First, we want to clean up the hundreds of .txt files in the name subdirectory by combining them all, in order, into one big .csv file.

In [11]:
# naming convention of the name txt files for each year of birth
pattern = os.path.join('names', 'yob*.txt')
files = sorted(glob(pattern))

if not files:
    raise FileNotFoundError(f"No files found with pattern: {pattern}")

dfs = []
for path in files:
    # extract yob from file name
    fname = os.path.basename(path)
    try:
        year = int(fname.replace('yob', '').replace('.txt', ''))
    except ValueError:
        # skip files that don't match the expected pattern
        print(f"Skipping unexpected filename: {fname}")
        continue

    # read file
    df = pd.read_csv(path, header=None, names=['name', 'sex', 'count'], dtype={'name': str, 'sex': str, 'count': int})
    # create year column using yob from file names
    df['year'] = year
    dfs.append(df)

# concatenate dbs, ensure data types are correct + consistent
all_names = pd.concat(dfs, ignore_index=True)
all_names['count'] = all_names['count'].astype(int)
all_names['year'] = all_names['year'].astype(int)

# sort by year and popularity
all_names = all_names.sort_values(['year', 'count'], ascending=[True, False]).reset_index(drop=True)

# write to csv
out_path = os.path.join('names', 'all_years.csv')
all_names.to_csv(out_path, index=False)
print(f"Wrote combined CSV with {len(all_names)} rows to: {out_path}")

Wrote combined CSV with 2149477 rows to: names/all_years.csv


Now, we need to load the TV shows dataset- allshows.txt. We need to read the file, clean up column names, remove streaming services/non-US shows, and extract the year from the start time for each show.

In [12]:
# latin1 encodinng helps us avoid weird characters that sometimes show up
shows = pd.read_csv("allshows.txt", encoding="latin1")
shows.head()

Unnamed: 0,title,directory,tvrage,TVmaze,start date,end date,number of episodes,run time,network,country,onhiatus,onhiatusdesc
0,A for Andromeda,AforAndromeda,764.0,6921.0,Oct 1961,Nov 1961,7 eps,45 min,BBC,UK,False,
1,ï¿½ La Carte,ALaCarte,,61712.0,May 2022,___ ____,6 eps,30 min,Allblk,US,True,
2,The A List,AList,,37579.0,Oct 2018,Jun 2021,21 eps,30 min,BBC iPlayer,UK,False,
3,A to Z,AtoZ,37968.0,92.0,Oct 2014,Jan 2015,13 eps,30 min,NBC,US,False,
4,The A Word,AWord,51488.0,11402.0,Mar 2016,Jun 2020,18 eps,60 min,BBC One,UK,False,


In [13]:
# store num of shows before filtering to track efficiency
before = len(shows)

# clean up column names
shows.columns = shows.columns.str.strip().str.lower().str.replace(" ", "_")

# keep only US shows
shows = shows[shows['country'] == "US"]

# remove streaming-exclusive platforms (case-insensitive)
streaming_keywords = ["netflix", "hulu", "amazon", "prime", "apple", "hbo max", "max", "paramount", "peacock", "roku", "allblk"]
shows = shows[~shows['network'].str.lower().str.contains("|".join(streaming_keywords), na=False)]

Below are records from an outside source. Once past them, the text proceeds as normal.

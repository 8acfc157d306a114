use crate::domain::model::{ContactForm, ContactFormInput, ContactResponse, ContactSubmission};
use crate::domain::ports::{Delivery, Notifier, SubmissionStore};
use crate::utils::error::Result;
use chrono::Utc;
use std::sync::Arc;
use tokio::task::JoinHandle;

pub const CONFIRMATION_MESSAGE: &str =
    "Thank you for your message! I'll get back to you soon.";

/// 通知結果。失敗只記錄在log，不會影響回應。
#[derive(Debug, Clone, PartialEq, Eq)]
pub enum NotificationOutcome {
    Delivered,
    Skipped,
    Failed(String),
}

/// 成功寫入後的收據；`notification` 在背景執行，呼叫端可以等待或直接丟棄
#[derive(Debug)]
pub struct Receipt {
    pub submission: ContactSubmission,
    pub notification: JoinHandle<NotificationOutcome>,
}

impl Receipt {
    pub fn response(&self) -> ContactResponse {
        ContactResponse {
            success: true,
            message: CONFIRMATION_MESSAGE.to_string(),
        }
    }
}

/// 聯絡表單處理流程: validate → persist → notify (best-effort)
pub struct ContactIntake<S: SubmissionStore> {
    store: S,
    notifier: Arc<dyn Notifier>,
}

impl<S: SubmissionStore> ContactIntake<S> {
    pub fn new(store: S, notifier: Arc<dyn Notifier>) -> Self {
        Self { store, notifier }
    }

    pub async fn submit(&self, input: ContactFormInput) -> Result<Receipt> {
        // Validate
        let form = ContactForm::try_from(input).inspect_err(|e| {
            tracing::debug!("Rejected contact submission: {}", e);
        })?;

        // Persist
        let submission = ContactSubmission::from_form(form, Utc::now());
        self.store.append(&submission).await.inspect_err(|e| {
            tracing::error!("❌ Failed to store contact submission: {}", e);
        })?;
        tracing::info!(
            id = %submission.id,
            "📥 Stored contact submission from {}",
            submission.email
        );

        // Notify：背景執行，失敗已在 relay 內轉成 NotificationOutcome::Failed
        let notifier = Arc::clone(&self.notifier);
        let pending = submission.clone();
        let notification = tokio::spawn(async move { relay(notifier.as_ref(), &pending).await });

        Ok(Receipt {
            submission,
            notification,
        })
    }

    pub async fn list(&self) -> Result<Vec<ContactSubmission>> {
        self.store.list_all().await
    }

    pub fn store(&self) -> &S {
        &self.store
    }
}

async fn relay(notifier: &dyn Notifier, submission: &ContactSubmission) -> NotificationOutcome {
    match notifier.notify(submission).await {
        Ok(Delivery::Sent) => {
            tracing::info!(id = %submission.id, "📧 Contact notification sent");
            NotificationOutcome::Delivered
        }
        Ok(Delivery::Skipped) => {
            tracing::debug!(id = %submission.id, "SMTP not configured, notification skipped");
            NotificationOutcome::Skipped
        }
        Err(e) => {
            tracing::warn!(id = %submission.id, "⚠️ Contact notification failed: {}", e);
            NotificationOutcome::Failed(e.to_string())
        }
    }
}

#[cfg(test)]
mod tests {
    use super::*;
    use crate::utils::error::PortfolioError;
    use async_trait::async_trait;
    use std::sync::atomic::{AtomicUsize, Ordering};
    use tokio::sync::Mutex;

    #[derive(Clone, Default)]
    struct MockStore {
        records: Arc<Mutex<Vec<ContactSubmission>>>,
        unavailable: bool,
    }

    impl MockStore {
        fn unavailable() -> Self {
            Self {
                unavailable: true,
                ..Self::default()
            }
        }

        async fn count(&self) -> usize {
            self.records.lock().await.len()
        }
    }

    impl SubmissionStore for MockStore {
        async fn append(&self, submission: &ContactSubmission) -> Result<()> {
            if self.unavailable {
                return Err(PortfolioError::storage("connection refused"));
            }
            self.records.lock().await.push(submission.clone());
            Ok(())
        }

        async fn list_all(&self) -> Result<Vec<ContactSubmission>> {
            let mut records = self.records.lock().await.clone();
            records.sort_by(|a, b| b.timestamp.cmp(&a.timestamp));
            Ok(records)
        }
    }

    #[derive(Default)]
    struct CountingNotifier {
        calls: AtomicUsize,
        fail: bool,
        skip: bool,
    }

    #[async_trait]
    impl Notifier for CountingNotifier {
        async fn notify(&self, _submission: &ContactSubmission) -> Result<Delivery> {
            self.calls.fetch_add(1, Ordering::SeqCst);
            if self.fail {
                Err(PortfolioError::notification("535 authentication failed"))
            } else if self.skip {
                Ok(Delivery::Skipped)
            } else {
                Ok(Delivery::Sent)
            }
        }
    }

    fn alex() -> ContactFormInput {
        ContactFormInput {
            name: Some("Alex Johnson".to_string()),
            email: Some("alex@x.com".to_string()),
            subject: Some("Collaboration Opportunity".to_string()),
            message: Some(
                "I would like to discuss a project with you regarding multiplayer networking."
                    .to_string(),
            ),
        }
    }

    #[tokio::test]
    async fn test_valid_submission_is_stored_and_notified() {
        let store = MockStore::default();
        let notifier = Arc::new(CountingNotifier::default());
        let intake = ContactIntake::new(store.clone(), notifier.clone());

        let receipt = intake.submit(alex()).await.unwrap();
        let response = receipt.response();
        assert!(response.success);
        assert!(!response.message.is_empty());

        assert_eq!(receipt.notification.await.unwrap(), NotificationOutcome::Delivered);
        assert_eq!(notifier.calls.load(Ordering::SeqCst), 1);

        let stored = intake.list().await.unwrap();
        assert_eq!(stored.len(), 1);
        assert_eq!(stored[0].id, receipt.submission.id);
        assert_eq!(stored[0].email, "alex@x.com");
    }

    #[tokio::test]
    async fn test_invalid_submission_stores_nothing() {
        let store = MockStore::default();
        let notifier = Arc::new(CountingNotifier::default());
        let intake = ContactIntake::new(store.clone(), notifier.clone());

        let mut input = alex();
        input.message = Some("Short".to_string());
        let err = intake.submit(input).await.unwrap_err();

        assert!(matches!(err, PortfolioError::ValidationError { .. }));
        assert_eq!(store.count().await, 0);
        assert_eq!(notifier.calls.load(Ordering::SeqCst), 0);
    }

    #[tokio::test]
    async fn test_storage_failure_propagates_without_notifying() {
        let notifier = Arc::new(CountingNotifier::default());
        let intake = ContactIntake::new(MockStore::unavailable(), notifier.clone());

        let err = intake.submit(alex()).await.unwrap_err();

        assert!(matches!(err, PortfolioError::StorageError { .. }));
        assert_eq!(notifier.calls.load(Ordering::SeqCst), 0);
    }

    #[tokio::test]
    async fn test_notification_failure_does_not_fail_submission() {
        let store = MockStore::default();
        let notifier = Arc::new(CountingNotifier {
            fail: true,
            ..CountingNotifier::default()
        });
        let intake = ContactIntake::new(store.clone(), notifier);

        let receipt = intake.submit(alex()).await.unwrap();

        match receipt.notification.await.unwrap() {
            NotificationOutcome::Failed(reason) => assert!(reason.contains("535")),
            other => panic!("expected failure outcome, got {:?}", other),
        }
        assert_eq!(store.count().await, 1);
    }

    #[tokio::test]
    async fn test_skipped_notification() {
        let notifier = Arc::new(CountingNotifier {
            skip: true,
            ..CountingNotifier::default()
        });
        let intake = ContactIntake::new(MockStore::default(), notifier);

        let receipt = intake.submit(alex()).await.unwrap();
        assert_eq!(receipt.notification.await.unwrap(), NotificationOutcome::Skipped);
    }

    #[tokio::test]
    async fn test_duplicate_submissions_are_independent() {
        let store = MockStore::default();
        let intake = ContactIntake::new(store.clone(), Arc::new(CountingNotifier::default()));

        let first = intake.submit(alex()).await.unwrap();
        let second = intake.submit(alex()).await.unwrap();

        assert_ne!(first.submission.id, second.submission.id);
        assert_eq!(store.count().await, 2);
    }
}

# remove invalid start dates
shows = shows[shows['start_date'].notna()]
shows = shows[~shows['start_date'].str.contains("___", na=False)]

def extract_year(date):
    # extract the last 4-digit number in a string so we can isolate just the year
    match = re.search(r"\b(19\d{2}|20\d{2})\b", str(date))
    return int(match.group()) if match else None

shows['year'] = shows['start_date'].apply(extract_year)
shows = shows.dropna(subset=['year'])
shows['year'] = shows['year'].astype(int)

# check if it worked
shows[['title', 'network', 'country', 'year']].head()

Unnamed: 0,title,network,country,year
3,A to Z,NBC,US,2014
6,Aaahh!!! Real Monsters,Nick,US,1994
7,Aaron Stone,Disney XD,US,2009
8,Aaron's Way,NBC,US,1988
9,The Abbott and Costello Show,syndicated,US,1952


In [None]:
# attempt to filter down shows to only scripted shows
non_scripted_keywords = ["reality", "news", "documentary", "competition", "game show", "sports"]
shows = shows[~shows['directory'].str.lower().str.contains("|".join(non_scripted_keywords), na=False)]

after = len(shows)
print("Rows after filtering: ", after)
print("Rows removed: ", before - after)

Rows after filtering:  7811
Rows removed:  5244


For now, the best way we have found to measure popularity is based on how many episodes that show has. Intuitively, this makes sense- if a show is running for many years, they keep getting renewed for new seasons, meaning it is well-liked. An unpopular show will likely have less episodes. 

In [16]:
# extract the number of episodes for our popularity metric
def extract_eps(x):
    match = re.search(r"(\d+)", str(x))
    return int(match.group()) if match else None

shows['episodes'] = shows['number_of_episodes'].apply(extract_eps)
shows['episodes'] = shows['episodes'].fillna(0)

# find the most popular show each year
top_show_per_year = shows.sort_values(['year', 'episodes'], ascending=[True, False]).groupby('year').head(1)
top_show_per_year[['title', 'year', 'episodes']].head()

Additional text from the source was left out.